=== PROBLEM DESCRIPTION ===
Give the data back exactly as it stands.

=== EXTRACTED RECORDS ===
************

use std::fmt;

use tokio::sync::broadcast;

/// Capacity used by [`EventChannel::new`].
pub const DEFAULT_CAPACITY: usize = 256;

/// Receiving end of an [`EventChannel`].
pub type EventStream<E> = broadcast::Receiver<E>;

/// Multicast event source.
///
/// Each subscriber gets its own receiver and sees every event emitted after
/// it subscribed. A subscriber that falls more than the channel capacity
/// behind observes `RecvError::Lagged` and skips ahead.
pub struct EventChannel<E> {
    sender: broadcast::Sender<E>,
}

impl<E: Clone> EventChannel<E> {
    pub fn new() -> Self {
        Self::with_capacity(DEFAULT_CAPACITY)
    }

    /// Create a channel buffering up to `capacity` events per subscriber.
    /// A zero capacity is raised to one.
    pub fn with_capacity(capacity: usize) -> Self {
        let (sender, _) = broadcast::channel(capacity.max(1));
        Self { sender }
    }

    /// Deliver `event` to every current subscriber.
    ///
    /// Having no subscribers is not an error; the event is dropped.
    pub fn emit(&self, event: E) {
        let _ = self.sender.send(event);
    }

    pub fn subscribe(&self) -> EventStream<E> {
        self.sender.subscribe()
    }

    pub fn subscriber_count(&self) -> usize {
        self.sender.receiver_count()
    }
}

impl<E: Clone> Default for EventChannel<E> {
    fn default() -> Self {
        Self::new()
    }
}

impl<E> fmt::Debug for EventChannel<E> {
    fn fmt(&self, f: &mut fmt::Formatter<'_>) -> fmt::Result {
        f.debug_struct("EventChannel")
            .field("subscribers", &self.sender.receiver_count())
            .finish()
    }
}

#[cfg(test)]
mod tests {
    use super::*;
    use tokio::sync::broadcast::error::TryRecvError;

    #[test]
    fn emit_without_subscribers_is_silent() {
        let channel: EventChannel<u32> = EventChannel::new();
        channel.emit(1);
        assert_eq!(channel.subscriber_count(), 0);
    }

    #[test]
    fn every_subscriber_sees_every_event() {
        let channel = EventChannel::new();
        let mut a = channel.subscribe();
        let mut b = channel.subscribe();
        channel.emit("x");
        channel.emit("y");
        assert_eq!(a.try_recv().unwrap(), "x");
        assert_eq!(a.try_recv().unwrap(), "y");
        assert_eq!(b.try_recv().unwrap(), "x");
        assert_eq!(b.try_recv().unwrap(), "y");
        assert_eq!(a.try_recv(), Err(TryRecvError::Empty));
    }

    #[test]
    fn late_subscriber_misses_earlier_events() {
        let channel = EventChannel::new();
        channel.emit(1);
        let mut rx = channel.subscribe();
        channel.emit(2);
        assert_eq!(rx.try_recv().unwrap(), 2);
    }

    #[tokio::test]
    async fn async_receive() {
        let channel = EventChannel::with_capacity(4);
        let mut rx = channel.subscribe();
        channel.emit(7u8);
        assert_eq!(rx.recv().await.unwrap(), 7);
    }
}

************

=== REPLY TO THE TASK ===
use std::fmt;

use tokio::sync::broadcast;

/// Capacity used by [`EventChannel::new`].
pub const DEFAULT_CAPACITY: usize = 256;

/// Receiving end of an [`EventChannel`].
pub type EventStream<E> = broadcast::Receiver<E>;

/// Multicast event source.
///
/// Each subscriber gets its own receiver and sees every event emitted after
/// it subscribed. A subscriber that falls more than the channel capacity
/// behind observes `RecvError::Lagged` and skips ahead.
pub struct EventChannel<E> {
    sender: broadcast::Sender<E>,
}

impl<E: Clone> EventChannel<E> {
    pub fn new() -> Self {
        Self::with_capacity(DEFAULT_CAPACITY)
    }

    /// Create a channel buffering up to `capacity` events per subscriber.
    /// A zero capacity is raised to one.
    pub fn with_capacity(capacity: usize) -> Self {
        let (sender, _) = broadcast::channel(capacity.max(1));
        Self { sender }
    }

    /// Deliver `event` to every current subscriber.
    ///
    /// Having no subscribers is not an error; the event is dropped.
    pub fn emit(&self, event: E) {
        let _ = self.sender.send(event);
    }

    pub fn subscribe(&self) -> EventStream<E> {
        self.sender.subscribe()
    }

    pub fn subscriber_count(&self) -> usize {
        self.sender.receiver_count()
    }
}

impl<E: Clone> Default for EventChannel<E> {
    fn default() -> Self {
        Self::new()
    }
}

impl<E> fmt::Debug for EventChannel<E> {
    fn fmt(&self, f: &mut fmt::Formatter<'_>) -> fmt::Result {
        f.debug_struct("EventChannel")
            .field("subscribers", &self.sender.receiver_count())
            .finish()
    }
}

#[cfg(test)]
mod tests {
    use super::*;
    use tokio::sync::broadcast::error::TryRecvError;

    #[test]
    fn emit_without_subscribers_is_silent() {
        let channel: EventChannel<u32> = EventChannel::new();
        channel.emit(1);
        assert_eq!(channel.subscriber_count(), 0);
    }

    #[test]
    fn every_subscriber_sees_every_event() {
        let channel = EventChannel::new();
        let mut a = channel.subscribe();
        let mut b = channel.subscribe();
        channel.emit("x");
        channel.emit("y");
        assert_eq!(a.try_recv().unwrap(), "x");
        assert_eq!(a.try_recv().unwrap(), "y");
        assert_eq!(b.try_recv().unwrap(), "x");
        assert_eq!(b.try_recv().unwrap(), "y");
        assert_eq!(a.try_recv(), Err(TryRecvError::Empty));
    }

    #[test]
    fn late_subscriber_misses_earlier_events() {
        let channel = EventChannel::new();
        channel.emit(1);
        let mut rx = channel.subscribe();
        channel.emit(2);
        assert_eq!(rx.try_recv().unwrap(), 2);
    }

    #[tokio::test]
    async fn async_receive() {
        let channel = EventChannel::with_capacity(4);
        let mut rx = channel.subscribe();
        channel.emit(7u8);
        assert_eq!(rx.recv().await.unwrap(), 7);
    }
}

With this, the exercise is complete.